3. Put your debt in one card
Most people have multiple credit cards. Keeping track of all of them can be hard and especially when it comes to paying debt, one has to consider different interest rate thus you can consolidate all your debt on a single new credit card with 0% interest rate for a certain period and pay it gradually.
4. Set a time frame for the payment of the debt
Some people find it hard to pay back the debt because they can’t get themselves to stay motivated. But when you get a new card and you know that there would be no interest for at least 6 month to 18 months then you will be motivated to pay back the debt in the given time frame.

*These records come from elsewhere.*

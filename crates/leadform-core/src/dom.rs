//! Headless document model for the site's lead forms.
//!
//! Pages are described declaratively (TOML/JSON) and loaded into a
//! [`Document`], which hands out shared form handles to the runtime.

use std::fmt;
use std::sync::{Arc, Mutex, MutexGuard, PoisonError};

use schemars::JsonSchema;
use serde::{Deserialize, Serialize};

/// Class names the engine recognizes on forms and controls.
pub mod classes {
    pub const FORM: &str = "form";
    pub const CTA_BOTTOM: &str = "cta-bottom__form";
    pub const NAME: &str = "input-name";
    pub const CITY: &str = "input-city";
    pub const MESSAGE: &str = "input-mess";
    pub const SELECT: &str = "select-contact";
    pub const PHONE: &str = "input-tel";
    pub const EMAIL: &str = "input-email";
    /// Vehicle-model field aliases, in probe order.
    pub const MODEL_ALIASES: [&str; 4] = ["input-model", "input-brand", "input-car", "input-mark"];
}

/// Stable identifier assigned to a form at discovery time.
#[derive(
    Debug, Clone, Copy, PartialEq, Eq, Hash, PartialOrd, Ord, Serialize, Deserialize, JsonSchema,
)]
#[serde(transparent)]
pub struct FormId(pub u32);

impl fmt::Display for FormId {
    fn fmt(&self, f: &mut fmt::Formatter<'_>) -> fmt::Result {
        write!(f, "{}", self.0)
    }
}

/// Selector resolving to one registered form.
#[derive(Debug, Clone, Copy, PartialEq, Eq, Serialize, Deserialize, JsonSchema)]
pub struct FormSelector(pub FormId);

impl fmt::Display for FormSelector {
    fn fmt(&self, f: &mut fmt::Formatter<'_>) -> fmt::Result {
        write!(f, "form.{}[data-validate-id=\"{}\"]", classes::FORM, self.0)
    }
}

/// Selector for one control, scoped to its owning form.
#[derive(Debug, Clone, PartialEq, Eq, Serialize, Deserialize, JsonSchema)]
pub struct FieldSelector {
    pub form: FormId,
    pub class: String,
}

impl FieldSelector {
    pub fn new(form: FormId, class: impl Into<String>) -> Self {
        Self {
            form,
            class: class.into(),
        }
    }
}

impl fmt::Display for FieldSelector {
    fn fmt(&self, f: &mut fmt::Formatter<'_>) -> fmt::Result {
        write!(f, "{} .{}", FormSelector(self.form), self.class)
    }
}

/// `type` attribute of a control.
#[derive(Debug, Clone, Copy, Default, PartialEq, Eq, Serialize, Deserialize, JsonSchema)]
#[serde(rename_all = "snake_case")]
pub enum InputType {
    #[default]
    Text,
    Email,
    Tel,
    Textarea,
    Select,
}

/// One input, textarea or select inside a form.
#[derive(Debug, Clone, PartialEq, Eq, Serialize, Deserialize, JsonSchema)]
pub struct Control {
    pub class: String,
    /// Submission key; falls back to the class when absent.
    #[serde(default, skip_serializing_if = "Option::is_none")]
    pub name: Option<String>,
    #[serde(default)]
    pub value: String,
    #[serde(default)]
    pub input_type: InputType,
    #[serde(default)]
    pub hidden: bool,
    #[serde(default)]
    pub disabled: bool,
    #[serde(default)]
    pub filled: bool,
    /// Inline message written by the validator.
    #[serde(default, skip_serializing_if = "Option::is_none")]
    pub error: Option<String>,
}

impl Control {
    pub fn new(class: impl Into<String>) -> Self {
        Self {
            class: class.into(),
            name: None,
            value: String::new(),
            input_type: InputType::Text,
            hidden: false,
            disabled: false,
            filled: false,
            error: None,
        }
    }

    pub fn with_name(mut self, name: impl Into<String>) -> Self {
        self.name = Some(name.into());
        self
    }

    pub fn with_value(mut self, value: impl Into<String>) -> Self {
        self.value = value.into();
        self
    }

    pub fn with_type(mut self, input_type: InputType) -> Self {
        self.input_type = input_type;
        self
    }

    pub fn field_name(&self) -> &str {
        self.name.as_deref().unwrap_or(&self.class)
    }

    /// Visible and enabled.
    pub fn is_active(&self) -> bool {
        !self.hidden && !self.disabled
    }
}

/// Wrapper around the phone/email inputs with its caption.
#[derive(Debug, Clone, Default, PartialEq, Eq, Serialize, Deserialize, JsonSchema)]
pub struct ContactGroup {
    #[serde(default)]
    pub hidden: bool,
    #[serde(default)]
    pub caption: String,
    #[serde(default)]
    pub filled: bool,
}

#[derive(Debug, Clone, Default, PartialEq, Eq, Serialize, Deserialize, JsonSchema)]
pub struct SubmitButton {
    #[serde(default)]
    pub disabled: bool,
    #[serde(default)]
    pub loading: bool,
}

/// A form element and the state the engine tracks on it.
#[derive(Debug, Clone, Default, PartialEq, Eq, Serialize, Deserialize, JsonSchema)]
pub struct Form {
    #[serde(default, skip_serializing_if = "Option::is_none")]
    pub validate_id: Option<FormId>,
    pub classes: Vec<String>,
    pub controls: Vec<Control>,
    #[serde(default, skip_serializing_if = "Option::is_none")]
    pub contact_group: Option<ContactGroup>,
    /// The control preceding the contact group was widened into its space.
    #[serde(default)]
    pub selector_widened: bool,
    #[serde(default, skip_serializing_if = "Option::is_none")]
    pub submit: Option<SubmitButton>,
    #[serde(default)]
    pub loading: bool,
    #[serde(default)]
    pub submitting: bool,
    #[serde(default)]
    pub initialized: bool,
}

impl Form {
    pub fn new<I, S>(classes: I) -> Self
    where
        I: IntoIterator<Item = S>,
        S: Into<String>,
    {
        Self {
            classes: classes.into_iter().map(Into::into).collect(),
            ..Self::default()
        }
    }

    pub fn with_control(mut self, control: Control) -> Self {
        self.controls.push(control);
        self
    }

    pub fn with_contact_group(mut self) -> Self {
        self.contact_group = Some(ContactGroup::default());
        self
    }

    pub fn with_submit(mut self) -> Self {
        self.submit = Some(SubmitButton::default());
        self
    }

    pub fn has_class(&self, class: &str) -> bool {
        self.classes.iter().any(|c| c == class)
    }

    pub fn has_control(&self, class: &str) -> bool {
        self.control(class).is_some()
    }

    pub fn control(&self, class: &str) -> Option<&Control> {
        self.controls.iter().find(|c| c.class == class)
    }

    pub fn control_mut(&mut self, class: &str) -> Option<&mut Control> {
        self.controls.iter_mut().find(|c| c.class == class)
    }

    pub fn value(&self, class: &str) -> Option<&str> {
        self.control(class).map(|c| c.value.as_str())
    }

    /// Returns false when no control carries `class`.
    pub fn set_value(&mut self, class: &str, value: impl Into<String>) -> bool {
        match self.control_mut(class) {
            Some(control) => {
                control.value = value.into();
                true
            }
            None => false,
        }
    }

    /// First vehicle-model alias present on the form.
    pub fn model_alias(&self) -> Option<&'static str> {
        classes::MODEL_ALIASES
            .into_iter()
            .find(|alias| self.has_control(alias))
    }

    /// Base class plus at least one contact control.
    pub fn is_submission_target(&self) -> bool {
        self.has_class(classes::FORM)
            && (self.has_control(classes::SELECT)
                || self.has_control(classes::PHONE)
                || self.has_control(classes::EMAIL))
    }

    pub fn set_loading(&mut self, loading: bool) {
        self.loading = loading;
        if let Some(submit) = self.submit.as_mut() {
            submit.disabled = loading;
            submit.loading = loading;
        }
    }

    pub fn set_submit_disabled(&mut self, disabled: bool) {
        if let Some(submit) = self.submit.as_mut() {
            submit.disabled = disabled;
        }
    }

    pub fn submit_disabled(&self) -> Option<bool> {
        self.submit.as_ref().map(|s| s.disabled)
    }

    pub fn clear_filled(&mut self) {
        for control in &mut self.controls {
            control.filled = false;
        }
        if let Some(group) = self.contact_group.as_mut() {
            group.filled = false;
        }
    }

    /// Empties every text value. The contact selector keeps its value so the
    /// bound rule set keeps matching the visible fields.
    pub fn reset(&mut self) {
        for control in &mut self.controls {
            if control.class != classes::SELECT {
                control.value.clear();
            }
        }
    }
}

/// Serializable page description.
#[derive(Debug, Clone, Default, PartialEq, Eq, Serialize, Deserialize, JsonSchema)]
pub struct Page {
    #[serde(default)]
    pub forms: Vec<Form>,
}

/// Form handle shared between the runtime, validators and in-flight requests.
pub type SharedForm = Arc<Mutex<Form>>;

/// Lock a shared form, recovering the data from a poisoned lock.
pub fn lock_form(form: &SharedForm) -> MutexGuard<'_, Form> {
    form.lock().unwrap_or_else(PoisonError::into_inner)
}

/// Live document: every form on the page behind a shared handle.
#[derive(Debug, Default)]
pub struct Document {
    forms: Vec<SharedForm>,
    next_id: u32,
}

impl Document {
    pub fn from_page(page: Page) -> Self {
        let next_id = page
            .forms
            .iter()
            .filter_map(|form| form.validate_id)
            .map(|id| id.0)
            .max()
            .unwrap_or(0);
        Self {
            forms: page
                .forms
                .into_iter()
                .map(|form| Arc::new(Mutex::new(form)))
                .collect(),
            next_id,
        }
    }

    pub fn forms(&self) -> &[SharedForm] {
        &self.forms
    }

    /// Resolve a form selector.
    pub fn find(&self, id: FormId) -> Option<SharedForm> {
        self.forms
            .iter()
            .find(|form| lock_form(form).validate_id == Some(id))
            .cloned()
    }

    /// Register every submission target not yet initialized, assigning
    /// sequential validate ids. Returns the newly registered forms.
    pub fn discover_forms(&mut self) -> Vec<(FormId, SharedForm)> {
        let mut discovered = Vec::new();
        for shared in &self.forms {
            let mut form = lock_form(shared);
            if form.initialized || !form.is_submission_target() {
                continue;
            }
            form.initialized = true;
            let id = match form.validate_id {
                Some(id) => id,
                None => {
                    self.next_id += 1;
                    let id = FormId(self.next_id);
                    form.validate_id = Some(id);
                    id
                }
            };
            discovered.push((id, Arc::clone(shared)));
        }
        discovered
    }

    /// Snapshot of the current page state.
    pub fn to_page(&self) -> Page {
        Page {
            forms: self.forms.iter().map(|form| lock_form(form).clone()).collect(),
        }
    }
}

#[cfg(test)]
mod tests {
    use super::*;

    fn lead_form() -> Form {
        Form::new(["form"])
            .with_control(Control::new(classes::NAME))
            .with_control(Control::new(classes::PHONE))
    }

    #[test]
    fn selectors_are_scoped_to_the_form() {
        let field = FieldSelector::new(FormId(3), classes::NAME);
        assert_eq!(
            field.to_string(),
            "form.form[data-validate-id=\"3\"] .input-name"
        );
    }

    #[test]
    fn discovery_requires_base_class_and_contact_control() {
        let page = Page {
            forms: vec![
                lead_form(),
                Form::new(["search"]).with_control(Control::new(classes::PHONE)),
                Form::new(["form"]).with_control(Control::new(classes::NAME)),
                lead_form(),
            ],
        };
        let mut document = Document::from_page(page);
        let ids: Vec<FormId> = document
            .discover_forms()
            .into_iter()
            .map(|(id, _)| id)
            .collect();
        assert_eq!(ids, vec![FormId(1), FormId(2)]);
        assert!(document.discover_forms().is_empty());
    }

    #[test]
    fn reset_keeps_contact_selection() {
        let mut form = lead_form()
            .with_control(Control::new(classes::SELECT).with_value("Email"))
            .with_contact_group();
        form.set_value(classes::NAME, "Acme");
        form.controls[0].filled = true;
        form.reset();
        form.clear_filled();
        assert_eq!(form.value(classes::NAME), Some(""));
        assert_eq!(form.value(classes::SELECT), Some("Email"));
        assert!(form.controls.iter().all(|c| !c.filled));
    }
}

Cons for Australian Card Balance Transfer
Even though credit card balance transfer looks like an easy and effective way to pay off your credit card debt but there are certain drawbacks that are associated with it as well. So let us look at them as well before your transfer your debt.
1. Higher interest rates
Only individuals that are determined can pay back their debt in the no interest time period. If you fail to pay back the debt then you will be charged a higher interest rate. In Australia revert rate is 21.99% or 21.74% which is way higher so think rationally before making any decisions.
2. Transfer fee
There are hidden fees that are attached to the balance transfer. You will have to pay the annual fee that ranges between $100 to %500 for most credit cards but along with that you also have to pay transfer fee which is 1% or 2% of the total amount that you will be transferring from other banks. So balance transfers are not entirely free.
3. Negative affect on credit score
The worst drawback of credit card balance transfer is the negative effect on your credit cards core. Every time you transfer your debt from one card to another card, your credit score might get affected. It mostly depends on the new credit card you choose and the amount of credit that is available. Timely payments should solve the problem though.
4. Chances of acquiring more debt
Having two credit cards instead of just one can encourage you to make more purchases especially if you are a shopaholic. So you will need to restrain from making any further purchases so that you don’t increase your credit card debt.
Conclusion for Credit Card Balance Transfer
There is no one answer to the question whether it is a good idea to do a balance transfer on a credit card in Australia or not because the answer varies from person to person. If you are determined enough to pay back your debt in the low interest rate period that you should most probably choose the option but if you are not sure then it is better to refrain from it because higher interest rates at the end can lead you to bankruptcy as well. Plus it also depends on the amount of debt you have so keep all the pros and cons in mind before you make a decision because it is going to affect your finances in the long run.